# The task
Every entry needs to be duplicated exactly.

# Data supplied
>>>

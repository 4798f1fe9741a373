pub mod config;
pub mod error;
pub mod health;
pub mod recipes;
pub mod remote;
pub mod types;

pub use config::{AppConfig, EnvironmentCheck, SupabaseSettings};
pub use error::{RecipeError, RemoteError};
pub use health::{check_health, CheckStatus, HealthReport, OverallStatus, ServiceCheck};
pub use recipes::{
    delete_recipe, fetch_recipe, list_categories, list_recipes, save_recipe, RecipeDraft,
    RecipeFields, RecipeForm,
};
pub use remote::{
    AuthApi, AuthEvent, Backend, BackendState, Database, FakeBackend, FakeOp, SessionEvents,
    SupabaseClient,
};
pub use types::{
    Category, CategoryRef, Ingredient, Instruction, RecipeDetail, RecipeSummary, Session, User,
};
//! Capabilities consumed from the hosted database/auth service.
//!
//! The service is reached through two trait seams, [`AuthApi`] and [`Database`],
//! bundled by [`Backend`]. [`SupabaseClient`] talks to a real deployment over
//! HTTP; [`FakeBackend`] keeps everything in memory for tests.

mod events;
mod fake;
pub mod pkce;
mod query;
mod supabase;

pub use events::{AuthEvent, SessionEvents};
pub use fake::{FakeBackend, FakeOp};
pub use query::{Embed, Filter, Join, Order, Select};
pub use supabase::SupabaseClient;

use crate::config::AppConfig;
use crate::error::RemoteError;
use crate::types::{Session, User};
use async_trait::async_trait;
use serde_json::Value;
use std::fmt;
use std::sync::Arc;

/// Table operations, scoped to one caller's credentials.
#[async_trait]
pub trait Database: Send + Sync {
    async fn select(&self, query: &Select) -> Result<Vec<Value>, RemoteError>;

    /// Insert rows and return them as stored (with generated columns).
    async fn insert(&self, table: &str, rows: Vec<Value>) -> Result<Vec<Value>, RemoteError>;

    /// Apply `patch` to every row matching all filters; returns the updated rows.
    async fn update(
        &self,
        table: &str,
        patch: Value,
        filters: &[Filter],
    ) -> Result<Vec<Value>, RemoteError>;

    /// Delete every row matching all filters; returns the deleted rows.
    async fn delete(&self, table: &str, filters: &[Filter]) -> Result<Vec<Value>, RemoteError>;
}

/// Outcome of a magic-link request. The verifier must be presented again
/// when the emailed code is exchanged.
#[derive(Debug, Clone, PartialEq, Eq)]
pub struct MagicLink {
    pub code_verifier: String,
}

#[async_trait]
pub trait AuthApi: Send + Sync {
    async fn sign_in_with_magic_link(
        &self,
        email: &str,
        redirect_url: &str,
    ) -> Result<MagicLink, RemoteError>;

    /// Resolve an access token to its user. `Ok(None)` when the token is rejected.
    async fn get_user(&self, access_token: &str) -> Result<Option<User>, RemoteError>;

    /// Current session for `access_token`, or `Ok(None)` when there is none.
    /// Without a token this only confirms the auth service answers.
    async fn get_session(&self, access_token: Option<&str>)
        -> Result<Option<Session>, RemoteError>;

    async fn exchange_code_for_session(
        &self,
        code: &str,
        code_verifier: &str,
    ) -> Result<Session, RemoteError>;

    async fn sign_out(&self, access_token: &str) -> Result<(), RemoteError>;
}

/// A hosted service deployment: auth plus per-caller table access.
pub trait Backend: Send + Sync + fmt::Debug {
    fn auth(&self) -> &dyn AuthApi;

    /// Table access as the holder of `access_token` (anonymous when `None`),
    /// so row-level security applies to that identity.
    fn database(&self, access_token: Option<&str>) -> Box<dyn Database>;

    fn events(&self) -> &SessionEvents;

    /// Backend name for logs (e.g. "supabase", "fake").
    fn name(&self) -> &'static str;
}

/// The remote client as derived from configuration at startup.
#[derive(Debug, Clone)]
pub enum BackendState {
    Ready(Arc<dyn Backend>),
    /// One or both public configuration values are missing.
    NotConfigured,
    /// Configuration was present but the client could not be built.
    Failed(String),
}

impl BackendState {
    pub fn from_config(config: &AppConfig) -> Self {
        let Some(settings) = config.supabase() else {
            return BackendState::NotConfigured;
        };

        match SupabaseClient::new(&settings) {
            Ok(client) => BackendState::Ready(Arc::new(client)),
            Err(e) => BackendState::Failed(e.to_string()),
        }
    }

    pub fn ready(backend: impl Backend + 'static) -> Self {
        BackendState::Ready(Arc::new(backend))
    }

    pub fn backend(&self) -> Result<&Arc<dyn Backend>, RemoteError> {
        match self {
            BackendState::Ready(backend) => Ok(backend),
            BackendState::NotConfigured => Err(RemoteError::NotConfigured(
                "SUPABASE_URL and SUPABASE_ANON_KEY must be set".to_string(),
            )),
            BackendState::Failed(message) => Err(RemoteError::NotConfigured(message.clone())),
        }
    }
}

#[cfg(test)]
mod tests {
    use super::*;

    fn config(url: Option<&str>, key: Option<&str>) -> AppConfig {
        AppConfig {
            supabase_url: url.map(str::to_string),
            supabase_anon_key: key.map(str::to_string),
            ..Default::default()
        }
    }

    #[test]
    fn test_missing_values_are_not_configured() {
        let state = BackendState::from_config(&config(Some("https://x.supabase.co"), None));
        assert!(matches!(state, BackendState::NotConfigured));
        assert!(matches!(state.backend(), Err(RemoteError::NotConfigured(_))));
    }

    #[test]
    fn test_invalid_url_is_failed() {
        let state = BackendState::from_config(&config(Some("not a url"), Some("anon")));
        match state {
            BackendState::Failed(message) => assert!(message.contains("Invalid service URL")),
            other => panic!("expected Failed, got {:?}", other),
        }
    }

    #[test]
    fn test_valid_config_is_ready() {
        let state =
            BackendState::from_config(&config(Some("https://x.supabase.co"), Some("anon")));
        let backend = state.backend().unwrap();
        assert_eq!(backend.name(), "supabase");
    }
}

<<<

# Answer to the problem
repository 4798f1fe9741a373
pub mod config;
pub mod error;
pub mod health;
pub mod recipes;
pub mod remote;
pub mod types;

pub use config::{AppConfig, EnvironmentCheck, SupabaseSettings};
pub use error::{RecipeError, RemoteError};
pub use health::{check_health, CheckStatus, HealthReport, OverallStatus, ServiceCheck};
pub use recipes::{
    delete_recipe, fetch_recipe, list_categories, list_recipes, save_recipe, RecipeDraft,
    RecipeFields, RecipeForm,
};
pub use remote::{
    AuthApi, AuthEvent, Backend, BackendState, Database, FakeBackend, FakeOp, SessionEvents,
    SupabaseClient,
};
pub use types::{
    Category, CategoryRef, Ingredient, Instruction, RecipeDetail, RecipeSummary, Session, User,
};
//! Capabilities consumed from the hosted database/auth service.
//!
//! The service is reached through two trait seams, [`AuthApi`] and [`Database`],
//! bundled by [`Backend`]. [`SupabaseClient`] talks to a real deployment over
//! HTTP; [`FakeBackend`] keeps everything in memory for tests.

mod events;
mod fake;
pub mod pkce;
mod query;
mod supabase;

pub use events::{AuthEvent, SessionEvents};
pub use fake::{FakeBackend, FakeOp};
pub use query::{Embed, Filter, Join, Order, Select};
pub use supabase::SupabaseClient;

use crate::config::AppConfig;
use crate::error::RemoteError;
use crate::types::{Session, User};
use async_trait::async_trait;
use serde_json::Value;
use std::fmt;
use std::sync::Arc;

/// Table operations, scoped to one caller's credentials.
#[async_trait]
pub trait Database: Send + Sync {
    async fn select(&self, query: &Select) -> Result<Vec<Value>, RemoteError>;

    /// Insert rows and return them as stored (with generated columns).
    async fn insert(&self, table: &str, rows: Vec<Value>) -> Result<Vec<Value>, RemoteError>;

    /// Apply `patch` to every row matching all filters; returns the updated rows.
    async fn update(
        &self,
        table: &str,
        patch: Value,
        filters: &[Filter],
    ) -> Result<Vec<Value>, RemoteError>;

    /// Delete every row matching all filters; returns the deleted rows.
    async fn delete(&self, table: &str, filters: &[Filter]) -> Result<Vec<Value>, RemoteError>;
}

/// Outcome of a magic-link request. The verifier must be presented again
/// when the emailed code is exchanged.
#[derive(Debug, Clone, PartialEq, Eq)]
pub struct MagicLink {
    pub code_verifier: String,
}

#[async_trait]
pub trait AuthApi: Send + Sync {
    async fn sign_in_with_magic_link(
        &self,
        email: &str,
        redirect_url: &str,
    ) -> Result<MagicLink, RemoteError>;

    /// Resolve an access token to its user. `Ok(None)` when the token is rejected.
    async fn get_user(&self, access_token: &str) -> Result<Option<User>, RemoteError>;

    /// Current session for `access_token`, or `Ok(None)` when there is none.
    /// Without a token this only confirms the auth service answers.
    async fn get_session(&self, access_token: Option<&str>)
        -> Result<Option<Session>, RemoteError>;

    async fn exchange_code_for_session(
        &self,
        code: &str,
        code_verifier: &str,
    ) -> Result<Session, RemoteError>;

    async fn sign_out(&self, access_token: &str) -> Result<(), RemoteError>;
}

/// A hosted service deployment: auth plus per-caller table access.
pub trait Backend: Send + Sync + fmt::Debug {
    fn auth(&self) -> &dyn AuthApi;

    /// Table access as the holder of `access_token` (anonymous when `None`),
    /// so row-level security applies to that identity.
    fn database(&self, access_token: Option<&str>) -> Box<dyn Database>;

    fn events(&self) -> &SessionEvents;

    /// Backend name for logs (e.g. "supabase", "fake").
    fn name(&self) -> &'static str;
}

/// The remote client as derived from configuration at startup.
#[derive(Debug, Clone)]
pub enum BackendState {
    Ready(Arc<dyn Backend>),
    /// One or both public configuration values are missing.
    NotConfigured,
    /// Configuration was present but the client could not be built.
    Failed(String),
}

impl BackendState {
    pub fn from_config(config: &AppConfig) -> Self {
        let Some(settings) = config.supabase() else {
            return BackendState::NotConfigured;
        };

        match SupabaseClient::new(&settings) {
            Ok(client) => BackendState::Ready(Arc::new(client)),
            Err(e) => BackendState::Failed(e.to_string()),
        }
    }

    pub fn ready(backend: impl Backend + 'static) -> Self {
        BackendState::Ready(Arc::new(backend))
    }

    pub fn backend(&self) -> Result<&Arc<dyn Backend>, RemoteError> {
        match self {
            BackendState::Ready(backend) => Ok(backend),
            BackendState::NotConfigured => Err(RemoteError::NotConfigured(
                "SUPABASE_URL and SUPABASE_ANON_KEY must be set".to_string(),
            )),
            BackendState::Failed(message) => Err(RemoteError::NotConfigured(message.clone())),
        }
    }
}

#[cfg(test)]
mod tests {
    use super::*;

    fn config(url: Option<&str>, key: Option<&str>) -> AppConfig {
        AppConfig {
            supabase_url: url.map(str::to_string),
            supabase_anon_key: key.map(str::to_string),
            ..Default::default()
        }
    }

    #[test]
    fn test_missing_values_are_not_configured() {
        let state = BackendState::from_config(&config(Some("https://x.supabase.co"), None));
        assert!(matches!(state, BackendState::NotConfigured));
        assert!(matches!(state.backend(), Err(RemoteError::NotConfigured(_))));
    }

    #[test]
    fn test_invalid_url_is_failed() {
        let state = BackendState::from_config(&config(Some("not a url"), Some("anon")));
        match state {
            BackendState::Failed(message) => assert!(message.contains("Invalid service URL")),
            other => panic!("expected Failed, got {:?}", other),
        }
    }

    #[test]
    fn test_valid_config_is_ready() {
        let state =
            BackendState::from_config(&config(Some("https://x.supabase.co"), Some("anon")));
        let backend = state.backend().unwrap();
        assert_eq!(backend.name(), "supabase");
    }
}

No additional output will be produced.